Another way of measuring ‘social impact’ is Social Return on Investment (SROI), however we do not typically recommend SROI. SROI calculates the long term expected benefits of a particular intervention to society, expressed as a ‘return on investment’. For example, an education program might deliver $6 in societal benefits for every $1 invested in the program. SROI can be helpful for making internal comparisons between programs, but because SROIs are based on a complex set of assumptions, it is usually difficult to compare across organisations. In our experience, SROI’s also require quite a lot of work relative to the learning outcomes generated.
Q: After an organisation has undertaken its ‘social impact’ assessment, are there on-going monitoring and reporting requirements?

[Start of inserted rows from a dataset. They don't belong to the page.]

//! Git error types.
//!
//! [`GitError`] is what a single informational query can fail with; the probe
//! turns it into an `Unavailable` field and never lets it escape. [`SyncError`]
//! is the per-checkout result of a fetch and ends up in the sweep summary.

use std::time::Duration;

use crate::shell_exec::CommandError;

#[derive(Debug, Clone, PartialEq, Eq)]
pub enum GitError {
    Command(CommandError),
    /// The command succeeded but its output made no sense.
    Parse(String),
}

impl std::fmt::Display for GitError {
    fn fmt(&self, f: &mut std::fmt::Formatter<'_>) -> std::fmt::Result {
        match self {
            GitError::Command(e) => write!(f, "{e}"),
            GitError::Parse(msg) => write!(f, "unexpected git output: {msg}"),
        }
    }
}

impl std::error::Error for GitError {
    fn source(&self) -> Option<&(dyn std::error::Error + 'static)> {
        match self {
            GitError::Command(e) => Some(e),
            GitError::Parse(_) => None,
        }
    }
}

impl From<CommandError> for GitError {
    fn from(e: CommandError) -> Self {
        GitError::Command(e)
    }
}

/// Failure of a remote synchronization.
#[derive(Debug, Clone, PartialEq, Eq)]
pub enum SyncError {
    Timeout { after: Duration },
    /// Git is missing, the path is not a checkout, or the fetch itself
    /// failed; the message is what git printed, if anything.
    ToolFailure(String),
}

impl std::fmt::Display for SyncError {
    fn fmt(&self, f: &mut std::fmt::Formatter<'_>) -> std::fmt::Result {
        match self {
            SyncError::Timeout { after } => write!(f, "fetch timeout ({}s)", after.as_secs()),
            SyncError::ToolFailure(msg) => write!(f, "{msg}"),
        }
    }
}

impl std::error::Error for SyncError {}

impl From<CommandError> for SyncError {
    fn from(e: CommandError) -> Self {
        match e {
            CommandError::Timeout { after } => SyncError::Timeout { after },
            CommandError::NonZeroExit { stderr, .. } => {
                let stderr = stderr.trim();
                if stderr.is_empty() {
                    SyncError::ToolFailure("fetch failed".to_string())
                } else {
                    SyncError::ToolFailure(stderr.to_string())
                }
            }
            other => SyncError::ToolFailure(other.to_string()),
        }
    }
}
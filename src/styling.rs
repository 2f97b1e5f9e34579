//! Styling for terminal output.
//!
//! Styles are written inline as `{ERROR}text{ERROR:#}` and printed through
//! anstream, which drops the escape codes when stdout is not a color-capable
//! terminal (and honors `NO_COLOR` / `CLICOLOR_FORCE`).

use anstyle::{AnsiColor, Color, Style};
use unicode_width::UnicodeWidthStr;

/// Auto-detecting println that respects NO_COLOR, CLICOLOR_FORCE, and terminal capabilities
pub use anstream::println;

/// Auto-detecting eprintln that respects NO_COLOR, CLICOLOR_FORCE, and terminal capabilities
pub use anstream::eprintln;

/// Auto-detecting print that respects NO_COLOR, CLICOLOR_FORCE, and terminal capabilities
pub use anstream::print;

/// Error style (red) - use as `{ERROR}text{ERROR:#}`
pub const ERROR: Style = Style::new().fg_color(Some(Color::Ansi(AnsiColor::Red)));

/// Warning style (yellow), also used for dirty working trees
pub const WARNING: Style = Style::new().fg_color(Some(Color::Ansi(AnsiColor::Yellow)));

/// Success style (green), also used for clean working trees
pub const SUCCESS: Style = Style::new().fg_color(Some(Color::Ansi(AnsiColor::Green)));

/// Hint style (dimmed), used for folders and unavailable fields
pub const HINT: Style = Style::new().dimmed();

/// Table header and section titles
pub const HEADER: Style = Style::new().bold();

/// Progress lines during a fetch sweep
pub const PROGRESS: Style = Style::new().fg_color(Some(Color::Ansi(AnsiColor::Cyan)));

/// Display width of `text` in terminal columns.
pub fn display_width(text: &str) -> usize {
    UnicodeWidthStr::width(text)
}

/// Cut `text` to at most `width` terminal columns.
pub fn truncate_to_width(text: &str, width: usize) -> String {
    if display_width(text) <= width {
        return text.to_string();
    }
    let mut out = String::new();
    let mut used = 0;
    for ch in text.chars() {
        let w = unicode_width::UnicodeWidthChar::width(ch).unwrap_or(0);
        if used + w > width {
            break;
        }
        used += w;
        out.push(ch);
    }
    out
}

/// Pad `text` with spaces to `width` terminal columns.
pub fn pad_to_width(text: &str, width: usize) -> String {
    let w = display_width(text);
    if w >= width {
        return text.to_string();
    }
    format!("{text}{}", " ".repeat(width - w))
}
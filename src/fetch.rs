//! Background fetch sweeps.
//!
//! A sweep walks an ordered list of checkouts on one worker thread, fetching
//! them strictly one at a time. Cancellation is cooperative: the flag is
//! checked before each fetch is issued, so a fetch already in flight always
//! runs to completion (bounded by its own timeout).
//!
//! Results reach the caller either through callbacks invoked on the worker
//! thread, in processing order and never concurrently, or through a
//! [`crossbeam_channel`] receiver the caller drains on its own schedule.
//!
//! ```text
//! Idle ──start──▶ Running ──▶ Completed
//!                    └──cancel──▶ Cancelled
//! ```

use std::ops::ControlFlow;
use std::path::Path;
use std::sync::Arc;
use std::sync::atomic::{AtomicBool, AtomicU8, Ordering};
use std::thread::JoinHandle;

use crossbeam_channel as chan;

use crate::git::{RepoProbe, SyncError};
use crate::model::Checkout;

/// Remote synchronization of a single checkout.
pub trait Synchronize: Send + Sync + 'static {
    fn synchronize(&self, path: &Path) -> Result<(), SyncError>;
}

impl Synchronize for RepoProbe {
    fn synchronize(&self, path: &Path) -> Result<(), SyncError> {
        RepoProbe::synchronize(self, path)
    }
}

pub type SyncOutcome = Result<(), SyncError>;

/// Shared cancellation flag for one sweep.
#[derive(Debug, Clone, Default)]
pub struct CancelToken(Arc<AtomicBool>);

impl CancelToken {
    pub fn new() -> Self {
        Self::default()
    }

    pub fn cancel(&self) {
        self.0.store(true, Ordering::SeqCst);
    }

    pub fn is_cancelled(&self) -> bool {
        self.0.load(Ordering::SeqCst)
    }
}

#[derive(Debug, Clone, Copy, PartialEq, Eq)]
pub enum SweepState {
    Idle,
    Running,
    Completed,
    Cancelled,
}

impl SweepState {
    fn to_u8(self) -> u8 {
        match self {
            SweepState::Idle => 0,
            SweepState::Running => 1,
            SweepState::Completed => 2,
            SweepState::Cancelled => 3,
        }
    }

    fn from_u8(value: u8) -> Self {
        match value {
            1 => SweepState::Running,
            2 => SweepState::Completed,
            3 => SweepState::Cancelled,
            _ => SweepState::Idle,
        }
    }
}

/// Result of one attempted fetch.
#[derive(Debug, Clone, PartialEq, Eq)]
pub struct SweepProgress {
    /// Position in the sweep's input, starting at 0.
    pub index: usize,
    pub checkout: Checkout,
    pub outcome: SyncOutcome,
}

#[derive(Debug, Clone, PartialEq, Eq)]
pub struct SweepFailure {
    pub checkout: Checkout,
    pub error: SyncError,
}

/// Terminal report of a sweep, delivered exactly once.
#[derive(Debug, Clone, Default, PartialEq, Eq)]
pub struct SweepSummary {
    /// Number of checkouts handed to the sweep.
    pub total: usize,
    pub attempted: usize,
    pub succeeded: usize,
    pub failed: usize,
    /// Set when cancellation stopped the sweep before every checkout was
    /// attempted.
    pub cancelled: bool,
    pub failures: Vec<SweepFailure>,
}

impl SweepSummary {
    fn new(total: usize) -> Self {
        Self {
            total,
            ..Self::default()
        }
    }

    fn record(&mut self, checkout: &Checkout, outcome: &SyncOutcome) {
        self.attempted += 1;
        match outcome {
            Ok(()) => self.succeeded += 1,
            Err(error) => {
                self.failed += 1;
                self.failures.push(SweepFailure {
                    checkout: checkout.clone(),
                    error: error.clone(),
                });
            }
        }
    }
}

/// Message form of the sweep callbacks.
#[derive(Debug, Clone, PartialEq, Eq)]
pub enum SweepEvent {
    Progress(SweepProgress),
    Done(SweepSummary),
}

#[derive(Debug)]
pub enum SweepError {
    /// A sweep is still running on this orchestrator.
    AlreadyRunning,
    /// The worker thread could not be spawned.
    Spawn(std::io::Error),
}

impl std::fmt::Display for SweepError {
    fn fmt(&self, f: &mut std::fmt::Formatter<'_>) -> std::fmt::Result {
        match self {
            SweepError::AlreadyRunning => write!(f, "a fetch sweep is already running"),
            SweepError::Spawn(e) => write!(f, "failed to start fetch worker: {e}"),
        }
    }
}

impl std::error::Error for SweepError {
    fn source(&self) -> Option<&(dyn std::error::Error + 'static)> {
        match self {
            SweepError::AlreadyRunning => None,
            SweepError::Spawn(e) => Some(e),
        }
    }
}

/// Handle to a running sweep.
///
/// Dropping the handle detaches the worker; it still runs to completion and
/// delivers its terminal callback.
#[derive(Debug)]
pub struct SweepHandle {
    cancel: CancelToken,
    worker: JoinHandle<()>,
}

impl SweepHandle {
    /// Request cooperative cancellation. Takes effect before the next fetch
    /// is issued.
    pub fn cancel(&self) {
        self.cancel.cancel();
    }

    /// Block until the worker has delivered its terminal callback.
    pub fn join(self) {
        if self.worker.join().is_err() {
            log::error!("Fetch worker panicked");
        }
    }
}

/// Runs fetch sweeps, one at a time.
pub struct FetchOrchestrator<S: Synchronize = RepoProbe> {
    sync: Arc<S>,
    state: Arc<AtomicU8>,
}

impl<S: Synchronize> FetchOrchestrator<S> {
    pub fn new(sync: S) -> Self {
        Self {
            sync: Arc::new(sync),
            state: Arc::new(AtomicU8::new(SweepState::Idle.to_u8())),
        }
    }

    /// State of the most recent sweep.
    pub fn state(&self) -> SweepState {
        SweepState::from_u8(self.state.load(Ordering::SeqCst))
    }

    /// Start a sweep over `checkouts`, in order.
    ///
    /// `on_progress` runs on the worker after each attempted fetch; returning
    /// `ControlFlow::Break` cancels the remaining checkouts just like
    /// [`SweepHandle::cancel`]. `on_done` runs exactly once at the end. The
    /// orchestrator is back out of `Running` by the time `on_done` runs, so a
    /// new sweep may be started from it.
    pub fn start<P, D>(
        &self,
        checkouts: Vec<Checkout>,
        mut on_progress: P,
        on_done: D,
    ) -> Result<SweepHandle, SweepError>
    where
        P: FnMut(&SweepProgress) -> ControlFlow<()> + Send + 'static,
        D: FnOnce(SweepSummary) + Send + 'static,
    {
        let running = SweepState::Running.to_u8();
        let previous = self
            .state
            .fetch_update(Ordering::SeqCst, Ordering::SeqCst, |s| {
                (s != running).then_some(running)
            })
            .map_err(|_| SweepError::AlreadyRunning)?;

        let cancel = CancelToken::new();
        let worker_cancel = cancel.clone();
        let sync = Arc::clone(&self.sync);
        let state = Arc::clone(&self.state);

        let spawned = std::thread::Builder::new()
            .name("fetch-sweep".into())
            .spawn(move || {
                let summary = run_sweep(sync.as_ref(), checkouts, &worker_cancel, &mut on_progress);
                let end_state = if summary.cancelled {
                    SweepState::Cancelled
                } else {
                    SweepState::Completed
                };
                state.store(end_state.to_u8(), Ordering::SeqCst);
                on_done(summary);
            });

        match spawned {
            Ok(worker) => Ok(SweepHandle { cancel, worker }),
            Err(e) => {
                self.state.store(previous, Ordering::SeqCst);
                Err(SweepError::Spawn(e))
            }
        }
    }

    /// Start a sweep whose results arrive as [`SweepEvent`]s.
    ///
    /// The receiver yields one `Progress` per attempted checkout followed by
    /// exactly one `Done`.
    pub fn start_channel(
        &self,
        checkouts: Vec<Checkout>,
    ) -> Result<(SweepHandle, chan::Receiver<SweepEvent>), SweepError> {
        let (tx, rx) = chan::unbounded();
        let done_tx = tx.clone();
        let handle = self.start(
            checkouts,
            move |progress| {
                // A dropped receiver only means nobody is listening anymore.
                let _ = tx.send(SweepEvent::Progress(progress.clone()));
                ControlFlow::Continue(())
            },
            move |summary| {
                let _ = done_tx.send(SweepEvent::Done(summary));
            },
        )?;
        Ok((handle, rx))
    }
}

fn run_sweep<S, P>(
    sync: &S,
    checkouts: Vec<Checkout>,
    cancel: &CancelToken,
    on_progress: &mut P,
) -> SweepSummary
where
    S: Synchronize + ?Sized,
    P: FnMut(&SweepProgress) -> ControlFlow<()>,
{
    let mut summary = SweepSummary::new(checkouts.len());
    log::info!("Fetch sweep started over {} checkouts", summary.total);

    for (index, checkout) in checkouts.into_iter().enumerate() {
        if cancel.is_cancelled() {
            summary.cancelled = true;
            break;
        }

        log::debug!("Fetching {}", checkout.relative_path.display());
        let outcome = sync.synchronize(&checkout.path);
        if let Err(e) = &outcome {
            log::warn!("Fetch failed for {}: {}", checkout.relative_path.display(), e);
        }
        summary.record(&checkout, &outcome);

        let progress = SweepProgress {
            index,
            checkout,
            outcome,
        };
        if on_progress(&progress).is_break() {
            cancel.cancel();
        }
    }

    log::info!(
        "Fetch sweep {}: {}/{} attempted, {} ok, {} failed",
        if summary.cancelled { "cancelled" } else { "finished" },
        summary.attempted,
        summary.total,
        summary.succeeded,
        summary.failed
    );
    summary
}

Yes. For example, Tanna Coffee, who went through our Investment Readiness process and received investment from the Genesis Impact Fund, has completed a survey with over 300 farmers and conducted ten in depth case study interviews. They will repeat the survey and the interviews each year to understand if the investment is leading to increased income and wellbeing for farmers. Outcomes are typically reported on to the Genesis Impact Fund every 12 months.
Q: Do you have any tips you are able to offer Pacific businesses about how to get ‘impact investment ready’?
At TDi we look for four key areas to assess if a business is investable:
Mission – Does the organisations have a central social or environmental mission at its core? It must be able to answer: how is this enterprise working to make the world a better place?
Model – The business model needs to be more than simply sustainable; it needs to be commercially viable in order to repay the investment capital it takes on.
Management – At the core of any Investable Social Enterprise there needs to be a sound management team who have the skill set and capacity to deliver both the business model and the social or environmental impact they have committed to.
Measurement – The ability to measure whether they are achieving their social and/or environmental outcomes.
Q: It would be remiss of me to not ask you this as part of our Pacific Personalities interview segment – what is your favourite restaurant in the Pacific?
It doesn’t get much better than lobster at Little Paradise Restaurant in Port Orly, Santo.